It contains command line parsing and handles processing of all commands.

The --compile command is the most complex of them all. It calls the compile_chain function which runs the given grammars/rules in order (in this case the input will first be parsed, then passed to the code generator, and finally passed to the assembler) and prints a pretty error message to stderr upon failure:

def compile_chain(grammars, source):
    import os
    import sys
    import pprint
    for grammar, rule in grammars:
        try:
            source = grammar().run(rule, source)
        except MatchError as e:
            marker = "<ERROR POSITION>"
            if os.isatty(sys.stderr.fileno()):
                marker = f"\033[0;31m{marker}\033[0m"
            if isinstance(e.stream, str):
                stream_string = e.stream[:e.pos] + marker + e.stream[e.pos:]
            else:
                stream_string = pprint.pformat(e.stream)
            sys.exit("ERROR: {}\nPOSITION: {}\nSTREAM:\n{}".format(
                e.message,
                e.pos,
                indent(stream_string)
            ))
    return source

This function might be useful for other RLMeta programs as well. That is why it’s included in the support library and not only in the main file.

Following a compilation

Let’s now follow a compilation of an example grammar to learn more about how a grammar file is turned into Python code. Here it is:

$ cat example.rlmeta
Example {
    main = .
}

And this is what it compiles to:

$ python rlmeta.py --compile example.rlmeta
class Example(Grammar):
    rules = {
        'main': 0
    }
    code = [
        PUSH_SCOPE,
        MATCH,
        'any',
        lambda x: True,
        POP_SCOPE,
        RETURN
    ]

The transformations that the grammar goes through are defined in the main function:

[(Parser, "file"), (CodeGenerator, "asts"), (Assembler, "asts")],

So first the grammar file is passed to the file rule of the parser:

file =
  | (space grammar)*:xs space !.            -> xs

It in turn calls the grammar rule to parse all grammars in the file:

grammar =
  | name:x space '{' rule*:ys space '}'     -> ["Grammar" x ~ys]

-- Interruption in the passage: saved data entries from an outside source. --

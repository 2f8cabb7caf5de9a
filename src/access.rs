use crate::error::AuthError;
use crate::gateways::{AuthGateway, AuthStatus, Session};
use crate::routes::Route;
use std::sync::Arc;
use tracing::{info, warn};

#[derive(Debug, Clone, PartialEq)]
pub enum Access {
    /// Route may render; admin routes carry the operator's session
    Granted(Option<Session>),
    /// Send the visitor to sign in, then back to `from`
    RedirectToLogin { from: String },
}

/// Gate in front of the admin pages
#[derive(Clone)]
pub struct AccessGuard {
    auth: Arc<dyn AuthGateway>,
}

impl AccessGuard {
    pub fn new(auth: Arc<dyn AuthGateway>) -> Self {
        Self { auth }
    }

    pub async fn check(&self, route: &Route) -> Access {
        if !route.requires_auth() {
            return Access::Granted(None);
        }

        match self.auth.verify().await {
            AuthStatus::Authenticated(session) => Access::Granted(Some(session)),
            AuthStatus::Unreachable { session, reason } => {
                // Writes will still be checked by the store itself
                warn!(user = %session.user.email, %reason, "Auth service unreachable, using local session");
                Access::Granted(Some(session))
            }
            status => {
                info!(?status, route = %route.path(), "Redirecting to login");
                Access::RedirectToLogin { from: route.path() }
            }
        }
    }

    /// Sign in and return the page to continue to
    pub async fn login(
        &self,
        email: &str,
        password: &str,
        from: Option<&str>,
    ) -> Result<(Session, Route), AuthError> {
        let session = self.auth.sign_in(email, password).await?;
        let destination = from
            .and_then(Route::parse)
            .filter(|route| *route != Route::Login)
            .unwrap_or(Route::AdminListings);
        Ok((session, destination))
    }

    pub async fn logout(&self) -> Result<Route, AuthError> {
        self.auth.sign_out().await?;
        Ok(Route::Login)
    }
}
use std::time::Duration;
use thiserror::Error;

/// Failures reported by a persistence gateway
#[derive(Debug, Error)]
pub enum StoreError {
    #[error("HTTP request failed: {0}")]
    Http(#[from] reqwest::Error),

    #[error("store returned {status}: {message}")]
    Api { status: u16, message: String },

    #[error("failed to decode store response: {0}")]
    Decode(#[from] serde_json::Error),

    #[error("store unavailable: {0}")]
    Unavailable(String),
}

/// Failures reported by an auth gateway
#[derive(Debug, Error)]
pub enum AuthError {
    #[error("invalid email or password")]
    InvalidCredentials,

    #[error("no active session")]
    NoSession,

    #[error("HTTP request failed: {0}")]
    Http(#[from] reqwest::Error),

    #[error("auth service returned {status}: {message}")]
    Api { status: u16, message: String },

    #[error("auth service unavailable: {0}")]
    Unavailable(String),
}

/// Errors surfaced by the listing core
#[derive(Debug, Error)]
pub enum ListingError {
    #[error("listing {0} not found")]
    NotFound(String),

    #[error("failed to read listings: {0}")]
    Read(#[source] StoreError),

    #[error("failed to save listing: {0}")]
    Write(#[source] StoreError),

    #[error("invalid listing: {field} {reason}")]
    Validation {
        field: &'static str,
        reason: &'static str,
    },

    /// The editor had to fetch the listing before saving and nothing was written
    #[error("listing {0} was reloaded before saving")]
    Reloaded(String),

    #[error("{operation} timed out after {after:?}")]
    Timeout {
        operation: &'static str,
        after: Duration,
    },
}

impl ListingError {
    /// The notice shown to an operator when a save does not go through
    pub fn operator_message(&self) -> String {
        match self {
            ListingError::Validation { field, reason } => format!("{} {}", field, reason),
            ListingError::NotFound(_) => "This listing no longer exists.".to_string(),
            ListingError::Reloaded(_) => {
                "The listing was reloaded. Review the form and save again.".to_string()
            }
            ListingError::Read(_) | ListingError::Write(_) | ListingError::Timeout { .. } => {
                "Error saving. Check the connection and that the database schema is up to date."
                    .to_string()
            }
        }
    }
}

This rule matches the name, the open curly brace, a set of rules, and the closing curly brace. It will then return an AST that looks like this:

[
    "Grammar",
    "Example",
    ...
]

All grammar AST nodes are handed off to the asts rule in the code generator:

asts          = ast*:xs !.  -> xs

It it turn calls the ast rule to process each AST node:

ast           = [%:x]       -> x

The ast rule treats the first argument in the AST as a rule name, and calls that rule. In this case Grammar:

Grammar       = .:x ast*:ys -> ["Grammar" x ~~ys]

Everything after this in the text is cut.